(Dataset items)
•••

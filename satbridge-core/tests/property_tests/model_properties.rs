//! Property-based tests for models and evaluation
//!
//! Tests:
//! - Partial evaluation only decides what every completion agrees on
//! - Checkpoints report cancellation before the memory cap

use proptest::prelude::*;
use satbridge_core::{BridgeError, CancelHandle, Model, ModelEvaluator, TermId, TermManager};

const NUM_ATOMS: usize = 3;

#[derive(Debug, Clone)]
enum Shape {
    Atom(usize),
    Not(Box<Shape>),
    Or(Vec<Shape>),
    Iff(Box<Shape>, Box<Shape>),
    Ite(Box<Shape>, Box<Shape>, Box<Shape>),
}

fn shape() -> impl Strategy<Value = Shape> {
    (0..NUM_ATOMS)
        .prop_map(Shape::Atom)
        .prop_recursive(4, 24, 3, |inner| {
            prop_oneof![
                inner.clone().prop_map(|s| Shape::Not(Box::new(s))),
                prop::collection::vec(inner.clone(), 1..4).prop_map(Shape::Or),
                (inner.clone(), inner.clone())
                    .prop_map(|(a, b)| Shape::Iff(Box::new(a), Box::new(b))),
                (inner.clone(), inner.clone(), inner)
                    .prop_map(|(c, t, e)| Shape::Ite(Box::new(c), Box::new(t), Box::new(e))),
            ]
        })
}

fn build(tm: &mut TermManager, atoms: &[TermId], shape: &Shape) -> TermId {
    match shape {
        Shape::Atom(i) => atoms[*i],
        Shape::Not(a) => {
            let a = build(tm, atoms, a);
            tm.mk_not(a)
        }
        Shape::Or(args) => {
            let args: Vec<TermId> = args.iter().map(|a| build(tm, atoms, a)).collect();
            tm.mk_or(args)
        }
        Shape::Iff(a, b) => {
            let (a, b) = (build(tm, atoms, a), build(tm, atoms, b));
            tm.mk_iff(a, b)
        }
        Shape::Ite(c, t, e) => {
            let (c, t, e) = (build(tm, atoms, c), build(tm, atoms, t), build(tm, atoms, e));
            tm.mk_ite(c, t, e)
        }
    }
}

fn direct(shape: &Shape, values: &[bool]) -> bool {
    match shape {
        Shape::Atom(i) => values[*i],
        Shape::Not(a) => !direct(a, values),
        Shape::Or(args) => args.iter().any(|a| direct(a, values)),
        Shape::Iff(a, b) => direct(a, values) == direct(b, values),
        Shape::Ite(c, t, e) => {
            if direct(c, values) {
                direct(t, values)
            } else {
                direct(e, values)
            }
        }
    }
}

proptest! {
    /// Under a full assignment the evaluator agrees with direct evaluation
    #[test]
    fn full_assignment_decides(s in shape(), values in prop::collection::vec(any::<bool>(), NUM_ATOMS)) {
        let mut tm = TermManager::new();
        let atoms: Vec<TermId> = (0..NUM_ATOMS)
            .map(|i| tm.mk_var(&format!("p{i}"), tm.sorts.bool_sort))
            .collect();
        let f = build(&mut tm, &atoms, &s);

        let mut model = Model::new();
        for (&atom, &value) in atoms.iter().zip(&values) {
            model.assign_bool(atom, value);
        }
        prop_assert_eq!(ModelEvaluator::new(&tm, &model).eval_bool(f), Some(direct(&s, &values)));
    }

    /// A value decided under a partial model holds in every completion
    #[test]
    fn partial_evaluation_is_sound(
        s in shape(),
        partial in prop::collection::vec(prop::option::of(any::<bool>()), NUM_ATOMS),
    ) {
        let mut tm = TermManager::new();
        let atoms: Vec<TermId> = (0..NUM_ATOMS)
            .map(|i| tm.mk_var(&format!("p{i}"), tm.sorts.bool_sort))
            .collect();
        let f = build(&mut tm, &atoms, &s);

        let mut model = Model::new();
        for (&atom, value) in atoms.iter().zip(&partial) {
            if let Some(v) = value {
                model.assign_bool(atom, *v);
            }
        }
        let Some(decided) = ModelEvaluator::new(&tm, &model).eval_bool(f) else {
            return Ok(());
        };
        for bits in 0u32..1 << NUM_ATOMS {
            let completion: Vec<bool> = partial
                .iter()
                .enumerate()
                .map(|(i, v)| v.unwrap_or((bits >> i) & 1 == 1))
                .collect();
            prop_assert_eq!(direct(&s, &completion), decided);
        }
    }

    /// Cancellation wins over the memory cap, and clears with the call
    #[test]
    fn checkpoint_reports_cancel_first(used in 0u64..1000, limit in 0u64..1000) {
        let handle = CancelHandle::new();
        {
            let call = handle.activate();
            let mut checkpoint = call.checkpoint(Some(limit));
            let expected = if used > limit {
                Err(BridgeError::ResourceExceeded { used, limit })
            } else {
                Ok(())
            };
            prop_assert_eq!(checkpoint.check(used), expected);
            handle.cancel();
            prop_assert_eq!(checkpoint.check(used), Err(BridgeError::Cancelled));
        }
        prop_assert!(!handle.is_active());
    }
}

•••

Find "fn shape() ->" in the entries above and copy that whole line exactly, then each line after it through the line that contains "(inner.clone(), inner.clone())".

fn shape() -> impl Strategy<Value = Shape> {
    (0..NUM_ATOMS)
        .prop_map(Shape::Atom)
        .prop_recursive(4, 24, 3, |inner| {
            prop_oneof![
                inner.clone().prop_map(|s| Shape::Not(Box::new(s))),
                prop::collection::vec(inner.clone(), 1..4).prop_map(Shape::Or),
                (inner.clone(), inner.clone())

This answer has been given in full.